Research and development expense, which includes all expenses relating to the technology and advanced engineering groups, primarily consists of costs associated with the development or acquisition of new product applications and coating formulations and the cost of enhancing the Company’s manufacturing processes. In another example, we have been and continue to be engaged in research to enhance our ability to disperse material in a variety of organic and inorganic media for use as coatings and polishing materials. Much of this work has led to several new products and additional potential new products for use by BYK-Chemie and other customers of Nanophase.

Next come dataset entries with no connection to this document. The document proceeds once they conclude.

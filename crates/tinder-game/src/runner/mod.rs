//! Lane runner: switch lanes to dodge obstacles and collect coins while the
//! world speeds up.
//!
//! Entities live in a `hecs::World` arena. Their screen position is not
//! stored; it is derived from spawn time, traversal duration and the current
//! viewport, so a resize never strands an entity off its lane.

mod spawner;

pub use spawner::Spawner;

use crate::collision::runner_contacts;
use crate::config::RunnerConfig;
use hecs::{Entity, World};
use rand::{Rng, SeedableRng};
use rand_chacha::ChaCha8Rng;
use tinder_core::{Rect, Viewport};
use tinder_runtime::{
    Action, EventBus, FrameContext, GameEvent, HudSnapshot, Outcome, Simulation,
};

#[derive(Clone, Copy, Debug, PartialEq, Eq, Hash)]
pub enum EntityKind {
    Obstacle,
    Coin,
}

/// A spawned obstacle or coin crossing the screen right to left
#[derive(Clone, Copy, Debug, PartialEq)]
pub struct RunnerEntity {
    pub kind: EntityKind,
    pub lane: usize,
    /// Simulation time of the spawn
    pub spawned_at: f64,
    /// Seconds to cross from the right edge to fully off the left edge
    pub duration: f64,
    pub size: f32,
}

impl RunnerEntity {
    /// Fraction of the traversal completed at `now`, in `[0, 1]`
    pub fn progress(&self, now: f64) -> f64 {
        if self.duration <= 0.0 {
            return 1.0;
        }
        ((now - self.spawned_at) / self.duration).clamp(0.0, 1.0)
    }
}

#[derive(Clone, Debug, PartialEq)]
pub struct RunnerPlayer {
    pub lane: usize,
    pub lives: u32,
    pub coins: u32,
    /// Hits are ignored while `now < invulnerable_until`
    pub invulnerable_until: f64,
}

impl RunnerPlayer {
    pub fn is_invulnerable(&self, now: f64) -> bool {
        now < self.invulnerable_until
    }
}

/// Screen geometry of the lane set for one viewport
#[derive(Clone, Copy, Debug, PartialEq)]
pub struct LaneLayout {
    pub lanes: usize,
    pub lane_height: f32,
    pub floor_y: f32,
    pub width: f32,
}

impl LaneLayout {
    /// Top edge of lane `i`; lane 0 is the highest, the last lane sits on the floor
    pub fn lane_top(&self, lane: usize) -> f32 {
        self.floor_y - (self.lanes - lane) as f32 * self.lane_height
    }

    /// Top y that vertically centers a square of `size` in `lane`
    pub fn centered_y(&self, lane: usize, size: f32) -> f32 {
        self.lane_top(lane) + (self.lane_height - size) / 2.0
    }

    /// Current rectangle of an entity, sliding from `width` to `-size`
    pub fn entity_rect(&self, entity: &RunnerEntity, now: f64) -> Rect {
        let travel = self.width + entity.size;
        let x = self.width - entity.progress(now) as f32 * travel;
        Rect::new(
            x,
            self.centered_y(entity.lane, entity.size),
            entity.size,
            entity.size,
        )
    }
}

pub struct Runner {
    config: RunnerConfig,
    viewport: Viewport,
    pub player: RunnerPlayer,
    world: World,
    obstacles: Spawner,
    coins: Spawner,
    rng: ChaCha8Rng,
    /// Distance travelled, drives the background parallax
    world_x: f32,
    /// Simulation time of the last update
    time: f64,
    speed_scale: f64,
    /// First terminal result of the round; later collisions are ignored
    outcome: Option<Outcome>,
}

impl Runner {
    pub fn new(mut config: RunnerConfig) -> Self {
        config.lanes = config.lanes.max(1);
        let mut runner = Self {
            player: RunnerPlayer {
                lane: config.lanes / 2,
                lives: config.lives,
                coins: 0,
                invulnerable_until: 0.0,
            },
            world: World::new(),
            obstacles: Spawner::new(EntityKind::Obstacle, config.obstacle_delay),
            coins: Spawner::new(EntityKind::Coin, config.coin_delay),
            rng: ChaCha8Rng::seed_from_u64(config.seed),
            viewport: Viewport::default(),
            world_x: 0.0,
            time: 0.0,
            speed_scale: 1.0,
            outcome: None,
            config,
        };
        runner.reset();
        runner
    }

    pub fn config(&self) -> &RunnerConfig {
        &self.config
    }

    pub fn viewport(&self) -> &Viewport {
        &self.viewport
    }

    pub fn world(&self) -> &World {
        &self.world
    }

    pub fn world_x(&self) -> f32 {
        self.world_x
    }

    pub fn time(&self) -> f64 {
        self.time
    }

    pub fn speed_scale(&self) -> f64 {
        self.speed_scale
    }

    /// Simulation times of the next obstacle and coin spawns
    pub fn next_spawns(&self) -> (f64, f64) {
        (self.obstacles.next_at(), self.coins.next_at())
    }

    pub fn entity_count(&self) -> usize {
        self.world.len() as usize
    }

    pub fn layout(&self) -> LaneLayout {
        LaneLayout {
            lanes: self.config.lanes,
            lane_height: self.config.lane_height,
            floor_y: self.viewport.floor_y(),
            width: self.viewport.width,
        }
    }

    /// Screen-fixed player rectangle in its current lane
    pub fn player_rect(&self) -> Rect {
        let size = self.config.player_size;
        Rect::new(
            self.viewport.width * self.config.player_x_fraction,
            self.layout().centered_y(self.player.lane, size),
            size,
            size,
        )
    }

    /// Live entities with their current rectangles
    pub fn entities(&self) -> Vec<(Entity, RunnerEntity, Rect)> {
        let layout = self.layout();
        let now = self.time;
        self.world
            .query::<&RunnerEntity>()
            .iter()
            .map(|(id, e)| (id, *e, layout.entity_rect(e, now)))
            .collect()
    }

    /// Spawn an entity at the right edge of `lane` at time `now`
    pub fn spawn_entity(&mut self, kind: EntityKind, lane: usize, now: f64) -> Entity {
        let size = match kind {
            EntityKind::Obstacle => self.config.obstacle_size,
            EntityKind::Coin => self.config.coin_size,
        };
        let entity = RunnerEntity {
            kind,
            lane: lane.min(self.config.lanes - 1),
            spawned_at: now,
            duration: self.config.traversal_secs / self.speed_scale,
            size,
        };
        let id = self.world.spawn((entity,));
        tracing::debug!("spawned {:?} in lane {} ({:?})", kind, entity.lane, id);
        id
    }

    /// Spawn an entity whose left edge is at screen `x` right now
    pub fn place_entity(&mut self, kind: EntityKind, lane: usize, x: f32) -> Entity {
        let id = self.spawn_entity(kind, lane, self.time);
        let width = self.viewport.width;
        if let Ok(mut e) = self.world.get::<&mut RunnerEntity>(id) {
            let travel = (width + e.size) as f64;
            let progress = ((width - x) as f64 / travel).clamp(0.0, 1.0);
            e.spawned_at = self.time - progress * e.duration;
        }
        id
    }

    /// Remove a coin and score it. Returns false if `entity` is not a live coin.
    pub fn collect_coin(&mut self, entity: Entity, events: &mut EventBus) -> bool {
        if !self.is_kind(entity, EntityKind::Coin) || self.world.despawn(entity).is_err() {
            return false;
        }
        self.player.coins += 1;
        events.push(GameEvent::CoinCollected {
            total: self.player.coins,
        });
        if self.player.coins >= self.config.coins_to_win && self.outcome.is_none() {
            self.outcome = Some(Outcome::Won);
        }
        true
    }

    /// Apply an obstacle hit at `now`.
    ///
    /// While invulnerable the hit is ignored and the obstacle stays.
    /// Returns whether a life was lost.
    pub fn hit_obstacle(&mut self, entity: Entity, now: f64, events: &mut EventBus) -> bool {
        if self.player.is_invulnerable(now) || !self.is_kind(entity, EntityKind::Obstacle) {
            return false;
        }
        if self.world.despawn(entity).is_err() {
            return false;
        }
        self.player.lives = self.player.lives.saturating_sub(1);
        self.player.invulnerable_until = now + self.config.invulnerable_secs;
        events.push(GameEvent::PlayerHit {
            lives_left: self.player.lives,
        });
        tracing::debug!("hit, {} lives left", self.player.lives);
        if self.player.lives == 0 && self.outcome.is_none() {
            self.outcome = Some(Outcome::Lost);
        }
        true
    }

    fn is_kind(&self, entity: Entity, kind: EntityKind) -> bool {
        self.world
            .get::<&RunnerEntity>(entity)
            .map(|e| e.kind == kind)
            .unwrap_or(false)
    }

    fn change_lane(&mut self, ctx: &mut FrameContext<'_>) {
        let lane = self.player.lane;
        let mut next = lane;
        if ctx.input.is_action_just_pressed(Action::LaneUp) {
            next = next.saturating_sub(1);
        }
        if ctx.input.is_action_just_pressed(Action::LaneDown) {
            next = (next + 1).min(self.config.lanes - 1);
        }
        if next != lane {
            self.player.lane = next;
            ctx.events.push(GameEvent::LaneChanged { lane: next });
        }
    }

    fn run_spawners(&mut self, now: f64) {
        let lanes = self.config.lanes;
        if self.obstacles.poll(now, self.speed_scale, &mut self.rng) {
            let lane = self.rng.random_range(0..lanes);
            self.spawn_entity(EntityKind::Obstacle, lane, now);
        }
        if self.coins.poll(now, self.speed_scale, &mut self.rng) {
            let lane = self.rng.random_range(0..lanes);
            self.spawn_entity(EntityKind::Coin, lane, now);
        }
    }

    fn despawn_finished(&mut self, now: f64) {
        let finished: Vec<Entity> = self
            .world
            .query::<&RunnerEntity>()
            .iter()
            .filter(|(_, e)| e.progress(now) >= 1.0)
            .map(|(id, _)| id)
            .collect();
        for id in finished {
            let _ = self.world.despawn(id);
            tracing::debug!("despawned {:?} off-screen", id);
        }
    }

    fn resolve_collisions(&mut self, now: f64, events: &mut EventBus) {
        let layout = self.layout();
        let hits = runner_contacts(&self.world, &self.player_rect(), |e| {
            layout.entity_rect(e, now)
        });
        for (id, kind) in hits {
            if self.outcome.is_some() {
                break;
            }
            match kind {
                EntityKind::Coin => {
                    self.collect_coin(id, events);
                }
                EntityKind::Obstacle => {
                    self.hit_obstacle(id, now, events);
                }
            }
        }
    }
}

Now that we have demonstrated the capability to produce pilot quantities of mixed-metal oxides in a single crystal phase, we do not expect development of further variations on these materials to present material technological challenges. Many of these materials exhibit performance characteristics that can enable them to serve in various catalytic applications. Management is now working on several related commercial opportunities. We expect that this technique should not be difficult to scale to large quantity commercial volumes once application viability and firm demand are established. We also have an ongoing advanced engineering effort that is primarily focused on the development of new nanomaterials as well as the refinement of existing nanomaterials, as dictated by our customer-driven marketing strategy. We are not certain when or if any significant revenue will be generated from the production of the materials described above.

Research and development expense decreased to $381,075 and $785,119 for the three and six months ended June 30, 2009, compared to $416,239 and $854,934 for the same periods in 2008. The decrease in research and development expense was largely attributed to reduction in salary and stock compensation (non-cash) expenses. We do not expect research and development expense to increase significantly in 2009.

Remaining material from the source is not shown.